## YOUR GOAL
Check each line below for "PriceStreamHub" and give the count of those that have it, nothing else.

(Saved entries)
........
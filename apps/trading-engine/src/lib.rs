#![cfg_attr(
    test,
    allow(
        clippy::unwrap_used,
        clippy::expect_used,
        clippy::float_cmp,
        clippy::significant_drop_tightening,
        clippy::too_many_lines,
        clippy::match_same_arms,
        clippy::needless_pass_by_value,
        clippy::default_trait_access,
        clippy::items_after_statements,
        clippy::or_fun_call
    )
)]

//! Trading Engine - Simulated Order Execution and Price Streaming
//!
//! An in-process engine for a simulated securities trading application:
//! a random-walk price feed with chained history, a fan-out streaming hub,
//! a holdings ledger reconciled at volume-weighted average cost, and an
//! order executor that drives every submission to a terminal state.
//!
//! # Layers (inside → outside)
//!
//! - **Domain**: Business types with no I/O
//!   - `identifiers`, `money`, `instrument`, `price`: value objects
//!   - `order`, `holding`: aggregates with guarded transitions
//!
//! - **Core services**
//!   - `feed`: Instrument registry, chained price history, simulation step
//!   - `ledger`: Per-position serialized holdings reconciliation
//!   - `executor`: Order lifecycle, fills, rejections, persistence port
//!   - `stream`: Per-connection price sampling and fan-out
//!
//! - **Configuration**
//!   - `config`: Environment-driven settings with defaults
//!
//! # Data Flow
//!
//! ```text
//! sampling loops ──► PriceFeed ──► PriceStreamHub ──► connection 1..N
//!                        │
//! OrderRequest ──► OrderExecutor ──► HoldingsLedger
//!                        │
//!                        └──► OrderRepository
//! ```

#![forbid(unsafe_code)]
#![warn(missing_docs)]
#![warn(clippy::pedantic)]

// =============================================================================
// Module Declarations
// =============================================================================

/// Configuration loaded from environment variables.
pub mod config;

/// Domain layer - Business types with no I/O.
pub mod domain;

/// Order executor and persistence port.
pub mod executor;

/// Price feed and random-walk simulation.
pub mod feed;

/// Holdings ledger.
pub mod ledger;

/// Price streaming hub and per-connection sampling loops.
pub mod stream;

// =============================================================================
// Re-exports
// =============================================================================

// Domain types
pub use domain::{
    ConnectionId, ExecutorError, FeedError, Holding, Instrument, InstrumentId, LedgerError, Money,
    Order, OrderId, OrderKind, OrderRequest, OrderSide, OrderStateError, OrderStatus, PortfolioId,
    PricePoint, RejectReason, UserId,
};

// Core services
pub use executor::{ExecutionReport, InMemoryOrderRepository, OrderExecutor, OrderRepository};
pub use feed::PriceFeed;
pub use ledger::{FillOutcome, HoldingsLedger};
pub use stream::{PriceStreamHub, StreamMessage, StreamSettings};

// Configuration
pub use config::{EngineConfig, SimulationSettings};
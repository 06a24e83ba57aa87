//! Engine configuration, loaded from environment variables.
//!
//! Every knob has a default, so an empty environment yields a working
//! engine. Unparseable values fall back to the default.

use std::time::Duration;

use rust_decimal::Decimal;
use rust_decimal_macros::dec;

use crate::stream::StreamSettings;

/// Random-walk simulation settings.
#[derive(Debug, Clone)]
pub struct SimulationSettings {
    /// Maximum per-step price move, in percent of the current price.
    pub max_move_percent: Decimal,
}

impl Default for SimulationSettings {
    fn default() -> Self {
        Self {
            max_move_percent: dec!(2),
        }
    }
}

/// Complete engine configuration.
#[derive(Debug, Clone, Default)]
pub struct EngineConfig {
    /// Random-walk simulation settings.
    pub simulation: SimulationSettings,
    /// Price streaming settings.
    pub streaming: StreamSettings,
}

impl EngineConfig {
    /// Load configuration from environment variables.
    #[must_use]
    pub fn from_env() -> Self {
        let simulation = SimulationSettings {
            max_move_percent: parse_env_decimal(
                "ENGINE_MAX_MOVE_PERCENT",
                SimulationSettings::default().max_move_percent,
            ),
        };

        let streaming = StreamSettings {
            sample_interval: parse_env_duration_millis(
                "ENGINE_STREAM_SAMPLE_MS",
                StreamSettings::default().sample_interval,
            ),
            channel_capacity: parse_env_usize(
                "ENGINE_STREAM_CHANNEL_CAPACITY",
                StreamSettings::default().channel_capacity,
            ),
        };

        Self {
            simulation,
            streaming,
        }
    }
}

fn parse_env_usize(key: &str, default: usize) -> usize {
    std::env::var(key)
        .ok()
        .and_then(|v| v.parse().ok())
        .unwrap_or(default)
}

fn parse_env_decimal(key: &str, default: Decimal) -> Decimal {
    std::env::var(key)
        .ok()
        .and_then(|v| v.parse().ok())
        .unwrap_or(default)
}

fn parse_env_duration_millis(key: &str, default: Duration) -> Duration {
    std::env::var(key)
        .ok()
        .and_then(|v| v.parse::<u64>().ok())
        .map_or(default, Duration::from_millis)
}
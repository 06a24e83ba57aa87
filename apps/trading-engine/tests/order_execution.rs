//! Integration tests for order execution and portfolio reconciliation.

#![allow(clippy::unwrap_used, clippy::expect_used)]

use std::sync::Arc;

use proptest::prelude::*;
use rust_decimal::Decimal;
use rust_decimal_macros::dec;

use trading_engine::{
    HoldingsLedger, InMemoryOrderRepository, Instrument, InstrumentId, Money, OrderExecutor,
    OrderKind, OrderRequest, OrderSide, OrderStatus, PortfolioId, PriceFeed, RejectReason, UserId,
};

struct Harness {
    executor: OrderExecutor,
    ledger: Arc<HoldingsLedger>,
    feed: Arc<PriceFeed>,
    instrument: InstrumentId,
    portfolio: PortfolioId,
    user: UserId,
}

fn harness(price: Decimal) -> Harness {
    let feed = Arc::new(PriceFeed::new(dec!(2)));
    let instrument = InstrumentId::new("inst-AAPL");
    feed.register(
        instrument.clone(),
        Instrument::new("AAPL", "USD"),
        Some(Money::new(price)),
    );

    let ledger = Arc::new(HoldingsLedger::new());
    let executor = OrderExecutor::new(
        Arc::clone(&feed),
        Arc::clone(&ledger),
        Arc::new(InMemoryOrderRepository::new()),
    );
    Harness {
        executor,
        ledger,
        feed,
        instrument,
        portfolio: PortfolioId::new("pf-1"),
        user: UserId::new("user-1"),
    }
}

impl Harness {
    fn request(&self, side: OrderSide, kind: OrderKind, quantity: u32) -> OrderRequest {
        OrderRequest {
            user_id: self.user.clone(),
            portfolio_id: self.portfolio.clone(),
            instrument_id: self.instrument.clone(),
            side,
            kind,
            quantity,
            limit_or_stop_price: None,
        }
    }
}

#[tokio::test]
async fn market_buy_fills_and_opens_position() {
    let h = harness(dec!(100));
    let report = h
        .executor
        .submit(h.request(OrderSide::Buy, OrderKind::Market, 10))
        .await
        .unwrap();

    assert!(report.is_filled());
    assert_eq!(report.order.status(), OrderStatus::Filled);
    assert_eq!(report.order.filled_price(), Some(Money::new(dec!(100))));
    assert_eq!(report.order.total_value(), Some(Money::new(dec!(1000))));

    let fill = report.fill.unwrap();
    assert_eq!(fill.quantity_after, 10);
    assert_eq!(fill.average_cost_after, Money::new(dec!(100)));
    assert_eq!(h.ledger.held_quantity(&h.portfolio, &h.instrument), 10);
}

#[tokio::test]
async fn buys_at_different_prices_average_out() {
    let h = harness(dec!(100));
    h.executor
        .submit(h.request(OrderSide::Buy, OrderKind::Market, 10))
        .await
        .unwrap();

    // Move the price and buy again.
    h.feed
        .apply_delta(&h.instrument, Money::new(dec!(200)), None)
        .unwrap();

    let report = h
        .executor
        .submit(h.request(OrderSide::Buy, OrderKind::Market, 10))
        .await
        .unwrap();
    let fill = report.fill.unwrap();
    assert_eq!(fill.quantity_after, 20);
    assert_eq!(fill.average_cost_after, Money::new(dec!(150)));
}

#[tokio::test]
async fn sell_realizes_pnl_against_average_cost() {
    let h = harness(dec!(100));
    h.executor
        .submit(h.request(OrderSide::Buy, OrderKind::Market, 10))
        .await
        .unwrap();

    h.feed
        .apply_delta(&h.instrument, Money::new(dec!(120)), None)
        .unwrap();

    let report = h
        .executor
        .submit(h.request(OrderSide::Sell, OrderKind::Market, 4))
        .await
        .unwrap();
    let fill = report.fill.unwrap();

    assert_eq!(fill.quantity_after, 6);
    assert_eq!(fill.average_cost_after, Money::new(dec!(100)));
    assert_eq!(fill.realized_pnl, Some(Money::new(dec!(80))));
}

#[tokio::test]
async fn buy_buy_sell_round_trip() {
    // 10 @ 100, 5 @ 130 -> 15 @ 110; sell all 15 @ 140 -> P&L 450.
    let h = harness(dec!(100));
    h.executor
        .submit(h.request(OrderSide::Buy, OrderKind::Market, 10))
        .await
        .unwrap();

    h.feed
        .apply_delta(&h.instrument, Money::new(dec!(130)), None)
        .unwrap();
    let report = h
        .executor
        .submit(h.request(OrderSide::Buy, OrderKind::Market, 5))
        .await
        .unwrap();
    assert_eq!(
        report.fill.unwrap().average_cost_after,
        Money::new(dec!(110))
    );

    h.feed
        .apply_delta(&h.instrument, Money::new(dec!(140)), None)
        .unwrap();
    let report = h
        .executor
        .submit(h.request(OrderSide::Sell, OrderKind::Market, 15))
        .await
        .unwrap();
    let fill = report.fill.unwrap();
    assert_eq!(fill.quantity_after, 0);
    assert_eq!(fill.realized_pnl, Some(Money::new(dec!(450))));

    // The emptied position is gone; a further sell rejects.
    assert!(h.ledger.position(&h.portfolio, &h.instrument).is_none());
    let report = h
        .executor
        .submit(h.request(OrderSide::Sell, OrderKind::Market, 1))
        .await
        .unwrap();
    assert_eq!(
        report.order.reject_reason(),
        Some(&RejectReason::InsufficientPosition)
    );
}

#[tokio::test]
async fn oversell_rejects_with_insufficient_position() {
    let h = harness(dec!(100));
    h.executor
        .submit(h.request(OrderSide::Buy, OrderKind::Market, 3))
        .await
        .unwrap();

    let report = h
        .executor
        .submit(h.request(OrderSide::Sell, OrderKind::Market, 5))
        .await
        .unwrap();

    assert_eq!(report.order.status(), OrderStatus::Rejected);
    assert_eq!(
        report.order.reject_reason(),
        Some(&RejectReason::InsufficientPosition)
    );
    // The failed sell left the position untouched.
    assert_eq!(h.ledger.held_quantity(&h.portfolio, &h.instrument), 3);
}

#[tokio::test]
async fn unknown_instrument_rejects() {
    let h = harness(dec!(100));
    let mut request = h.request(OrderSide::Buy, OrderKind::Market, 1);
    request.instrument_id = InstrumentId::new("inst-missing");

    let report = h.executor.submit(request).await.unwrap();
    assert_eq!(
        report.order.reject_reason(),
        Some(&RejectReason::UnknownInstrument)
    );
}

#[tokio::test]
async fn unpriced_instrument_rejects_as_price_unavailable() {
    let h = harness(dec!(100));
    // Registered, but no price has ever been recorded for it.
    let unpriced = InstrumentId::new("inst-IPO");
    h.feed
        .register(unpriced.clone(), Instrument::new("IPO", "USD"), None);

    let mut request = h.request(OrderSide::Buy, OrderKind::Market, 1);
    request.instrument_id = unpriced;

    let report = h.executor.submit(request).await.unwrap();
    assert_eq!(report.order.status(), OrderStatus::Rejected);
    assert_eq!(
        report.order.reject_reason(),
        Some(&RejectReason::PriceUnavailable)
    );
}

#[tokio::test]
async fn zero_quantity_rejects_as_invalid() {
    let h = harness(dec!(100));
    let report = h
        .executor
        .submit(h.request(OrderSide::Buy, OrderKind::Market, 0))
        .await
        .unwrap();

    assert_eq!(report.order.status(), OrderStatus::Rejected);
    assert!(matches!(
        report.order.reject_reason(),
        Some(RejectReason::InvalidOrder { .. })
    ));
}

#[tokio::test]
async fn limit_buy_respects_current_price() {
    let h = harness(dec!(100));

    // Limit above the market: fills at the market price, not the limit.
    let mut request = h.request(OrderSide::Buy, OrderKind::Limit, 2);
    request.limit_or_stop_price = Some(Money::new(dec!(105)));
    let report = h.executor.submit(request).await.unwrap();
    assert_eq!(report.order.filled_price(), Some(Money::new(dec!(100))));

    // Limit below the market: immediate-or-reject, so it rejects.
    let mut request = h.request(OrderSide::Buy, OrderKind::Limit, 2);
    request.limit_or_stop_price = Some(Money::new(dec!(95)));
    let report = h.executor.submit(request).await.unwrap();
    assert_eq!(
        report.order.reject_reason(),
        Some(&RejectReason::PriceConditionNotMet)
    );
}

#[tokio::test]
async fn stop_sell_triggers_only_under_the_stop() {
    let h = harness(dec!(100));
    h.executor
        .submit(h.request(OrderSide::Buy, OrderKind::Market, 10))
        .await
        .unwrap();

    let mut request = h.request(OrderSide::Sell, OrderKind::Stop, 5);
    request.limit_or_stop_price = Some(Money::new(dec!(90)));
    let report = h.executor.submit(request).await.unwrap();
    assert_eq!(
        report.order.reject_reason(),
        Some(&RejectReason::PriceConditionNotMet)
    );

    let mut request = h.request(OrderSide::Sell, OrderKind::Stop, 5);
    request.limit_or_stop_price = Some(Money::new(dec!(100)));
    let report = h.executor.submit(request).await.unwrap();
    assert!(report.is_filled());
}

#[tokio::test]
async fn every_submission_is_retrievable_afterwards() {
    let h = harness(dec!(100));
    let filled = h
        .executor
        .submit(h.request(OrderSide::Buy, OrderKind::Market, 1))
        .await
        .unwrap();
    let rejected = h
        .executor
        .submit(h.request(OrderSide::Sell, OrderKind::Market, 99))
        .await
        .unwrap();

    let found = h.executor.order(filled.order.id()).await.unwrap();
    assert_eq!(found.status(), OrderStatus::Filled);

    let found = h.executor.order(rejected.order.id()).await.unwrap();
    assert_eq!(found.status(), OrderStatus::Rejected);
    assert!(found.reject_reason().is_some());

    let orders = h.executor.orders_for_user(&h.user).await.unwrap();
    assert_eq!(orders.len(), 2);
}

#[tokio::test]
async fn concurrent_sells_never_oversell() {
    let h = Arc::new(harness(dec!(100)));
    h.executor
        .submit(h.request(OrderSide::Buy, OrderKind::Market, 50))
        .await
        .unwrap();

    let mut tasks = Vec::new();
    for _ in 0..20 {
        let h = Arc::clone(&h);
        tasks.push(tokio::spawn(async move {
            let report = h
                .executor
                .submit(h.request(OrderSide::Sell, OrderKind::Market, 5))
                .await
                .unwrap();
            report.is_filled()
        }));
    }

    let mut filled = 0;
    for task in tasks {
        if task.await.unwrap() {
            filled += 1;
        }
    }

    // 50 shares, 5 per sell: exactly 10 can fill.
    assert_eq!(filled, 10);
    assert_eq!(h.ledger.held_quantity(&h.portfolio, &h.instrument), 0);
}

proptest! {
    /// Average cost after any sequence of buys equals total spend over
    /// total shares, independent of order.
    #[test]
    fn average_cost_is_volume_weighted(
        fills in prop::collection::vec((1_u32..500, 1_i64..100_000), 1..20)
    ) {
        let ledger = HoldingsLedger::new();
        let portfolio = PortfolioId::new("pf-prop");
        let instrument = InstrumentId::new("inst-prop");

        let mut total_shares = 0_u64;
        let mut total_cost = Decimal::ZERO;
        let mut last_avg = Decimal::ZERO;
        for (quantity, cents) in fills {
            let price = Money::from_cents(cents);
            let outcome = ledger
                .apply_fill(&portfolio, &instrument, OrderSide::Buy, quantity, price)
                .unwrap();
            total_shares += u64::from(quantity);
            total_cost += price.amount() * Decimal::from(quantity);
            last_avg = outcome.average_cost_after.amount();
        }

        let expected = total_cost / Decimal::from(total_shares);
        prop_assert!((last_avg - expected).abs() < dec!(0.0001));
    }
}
........
## RESPONSE AREA
2